Outcomes after coronary computed tomography angiography in the emergency department: a systematic review and meta-analysis of randomized, controlled trials

J Am Coll Cardiol. 2013 Feb 26;61(8):880-92. doi: 10.1016/j.jacc.2012.11.061. Epub 2013 Feb 6.


Objectives: The aim of the study was to systematically review and perform a meta-analysis of randomized, controlled trials of coronary computed tomography angiography (CCTA) versus usual care (UC) triage of acute chest pain in the emergency department (ED).

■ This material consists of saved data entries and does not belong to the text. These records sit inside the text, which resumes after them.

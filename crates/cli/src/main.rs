//! Out-of-order core simulator CLI.
//!
//! Loads a hex-byte program into the instruction memory, runs the machine
//! for a bounded number of cycles, and reports the final cycle and commit
//! counts along with the architectural values of `a0` and `a1`.

use clap::Parser;
use std::path::PathBuf;
use std::process;

use o3sim_core::Config;
use o3sim_core::Simulator;
use o3sim_core::sim::loader;

#[derive(Parser, Debug)]
#[command(
    name = "o3sim",
    author,
    version,
    about = "Cycle-accurate out-of-order RV32I core simulator",
    long_about = "Run an instruction-memory image through the out-of-order core model.\n\n\
                  The program file carries one hex byte per line ('#' or '/' starts a\n\
                  comment); bytes are packed little-endian into words at address 0.\n\n\
                  Examples:\n  o3sim programs/loop.txt\n  o3sim programs/loop.txt 2000 --trace"
)]
struct Cli {
    /// Instruction memory image (hex-byte text format).
    inst_file: PathBuf,

    /// Maximum cycles to simulate.
    max_cycles: Option<u64>,

    /// Per-stage trace output on stderr.
    #[arg(long)]
    trace: bool,

    /// Reset program counter.
    #[arg(long, default_value_t = 0)]
    start_pc: u32,
}

fn main() {
    let cli = Cli::parse();

    let mut config = Config::default();
    config.general.trace = cli.trace;
    config.general.start_pc = cli.start_pc;
    if let Some(max_cycles) = cli.max_cycles {
        config.general.max_cycles = max_cycles;
    }

    let program = loader::load_hex_file(&cli.inst_file).unwrap_or_else(|e| {
        eprintln!(
            "[!] FATAL: could not read '{}': {}",
            cli.inst_file.display(),
            e
        );
        process::exit(1);
    });

    println!("============================================================");
    println!("o3sim — out-of-order RV32I core model");
    println!("============================================================");
    println!("Instruction file: {}", cli.inst_file.display());
    println!(
        "Loaded {} bytes ({} words)",
        program.len(),
        program.len() / 4
    );
    println!("Max cycles: {}", config.general.max_cycles);
    println!();

    let mut sim = Simulator::new(&config);
    sim.load_program(&program);
    sim.run(config.general.max_cycles);

    let a0 = sim.arch_reg(10);
    let a1 = sim.arch_reg(11);

    println!();
    println!("============================================================");
    println!(
        "FINAL RESULTS @ cycle={} commits={}",
        sim.core.cycle, sim.core.stats.instructions_committed
    );
    println!("a0 (x10) = 0x{:08x} ({})", a0, a0 as i32);
    println!("a1 (x11) = 0x{:08x} ({})", a1, a1 as i32);
    println!("============================================================");

    sim.core.stats.print();
}
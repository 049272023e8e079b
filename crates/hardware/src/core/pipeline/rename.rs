//! Rename: architectural-to-physical translation, combinational.
//!
//! Given a decoded packet and the current structural state, rename produces
//! the packet the dispatcher buffers. It fires only when a ROB tag is
//! available, the dispatch slot is (or falls) free, and — for instructions
//! writing a non-zero architectural destination — the free list can grant a
//! physical register.
//!
//! Source operands are captured against the map table and the PRF valid map
//! *before* this tick's updates: `old_prd` is the mapping the destination
//! write will supersede, and a source's ready bit reflects the valid map
//! with this tick's writebacks not yet folded in (the reservation station
//! absorbs those via snoop). A branch or jump raises its checkpoint request
//! in the same tick it fires.

use crate::common::RobTag;
use crate::core::pipeline::map_table::MapTable;
use crate::core::pipeline::packets::{DecodePacket, RenamePacket};

/// Whether the instruction needs a physical destination.
#[inline]
pub fn needs_allocation(pkt: &DecodePacket) -> bool {
    pkt.rd_used && pkt.rd != 0
}

/// Whether the instruction takes a structural checkpoint when it fires.
#[inline]
pub fn takes_checkpoint(pkt: &DecodePacket) -> bool {
    pkt.is_branch || pkt.is_jump
}

/// Whether rename can fire this tick.
///
/// `tag_ok` is the tag allocator's registered availability; `has_free` is
/// the free list's current view; `dispatch_ready` is the skid slot state
/// after this tick's release.
pub fn can_fire(pkt: &DecodePacket, dispatch_ready: bool, tag_ok: bool, has_free: bool) -> bool {
    if !pkt.valid {
        return false;
    }
    let alloc_ok = !needs_allocation(pkt) || has_free;
    dispatch_ready && tag_ok && alloc_ok
}

/// Builds the renamed packet from the decode packet and this tick's grants.
///
/// Must be called before the map table applies the destination write: both
/// source lookups and `old_prd` read the pre-update mapping.
pub fn build_packet(
    pkt: &DecodePacket,
    map_table: &MapTable,
    prf_valid: u128,
    prd: usize,
    rob_tag: RobTag,
) -> RenamePacket {
    let prs1 = map_table.lookup(pkt.rs1);
    let prs2 = map_table.lookup(pkt.rs2);
    let ready = |used: bool, p: usize| !used || p == 0 || (prf_valid & (1u128 << p)) != 0;

    let need_alloc = needs_allocation(pkt);
    RenamePacket {
        valid: true,
        pc: pkt.pc,
        inst: pkt.inst,
        rd: pkt.rd,
        imm: pkt.imm,
        imm_used: pkt.imm_used,
        fu_type: pkt.fu_type,
        alu_op: pkt.alu_op,
        rd_used: need_alloc,
        is_load: pkt.is_load,
        is_store: pkt.is_store,
        ls_size: pkt.ls_size,
        unsigned_load: pkt.unsigned_load,
        is_branch: pkt.is_branch,
        is_jump: pkt.is_jump,
        rs1_used: pkt.rs1_used,
        rs2_used: pkt.rs2_used,
        prs1,
        prs2,
        prd: if need_alloc { prd } else { 0 },
        prs1_ready: ready(pkt.rs1_used, prs1),
        prs2_ready: ready(pkt.rs2_used, prs2),
        old_prd: if need_alloc { map_table.lookup(pkt.rd) } else { 0 },
        rob_tag,
    }
}
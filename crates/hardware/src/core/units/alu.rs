//! Integer ALU functional unit.
//!
//! Executes one operation per tick; the result is registered and broadcast
//! on the ALU writeback channel the following tick. Operand B is the
//! sign-extended immediate when the instruction carries one.

use crate::core::pipeline::packets::{AluOp, RsEntry, WbPacket};

/// Pure ALU datapath.
pub fn execute(op: AluOp, a: u32, b: u32) -> u32 {
    match op {
        AluOp::Add => a.wrapping_add(b),
        AluOp::Sub => a.wrapping_sub(b),
        AluOp::And => a & b,
        AluOp::Or => a | b,
        AluOp::Xor => a ^ b,
        AluOp::Slt => ((a as i32) < (b as i32)) as u32,
        AluOp::Sltu | AluOp::Sltiu => (a < b) as u32,
        AluOp::Sll => a.wrapping_shl(b & 31),
        AluOp::Srl => a.wrapping_shr(b & 31),
        AluOp::Sra => ((a as i32).wrapping_shr(b & 31)) as u32,
        AluOp::Lui => b,
    }
}

/// One-cycle ALU with a registered writeback output.
#[derive(Default)]
pub struct AluUnit {
    wb_q: WbPacket,
}

impl AluUnit {
    /// Creates an idle ALU.
    pub fn new() -> Self {
        Self::default()
    }

    /// The writeback packet registered last tick.
    #[inline]
    pub fn writeback(&self) -> WbPacket {
        self.wb_q
    }

    /// Executes the issued entry, if any; the result is visible next tick.
    pub fn tick(&mut self, flush: bool, issue: Option<(RsEntry, u32, u32)>) {
        self.wb_q = WbPacket::default();
        if flush {
            return;
        }
        if let Some((entry, src1, src2)) = issue {
            let b = if entry.imm_used { entry.imm } else { src2 };
            let data = execute(entry.alu_op, src1, b);
            self.wb_q = WbPacket {
                valid: true,
                rob_tag: entry.rob_tag,
                prd: entry.prd,
                data,
                rd_used: entry.rd_used,
            };
        }
    }
}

Background: CCTA allows rapid evaluation of patients presenting to the ED with acute chest pain syndromes; however, the impact of such testing on patient management and downstream testing has emerged as a concern.

Methods: We systematically searched for randomized, controlled trials of CCTA in the ED and performed a meta-analysis of clinical outcomes.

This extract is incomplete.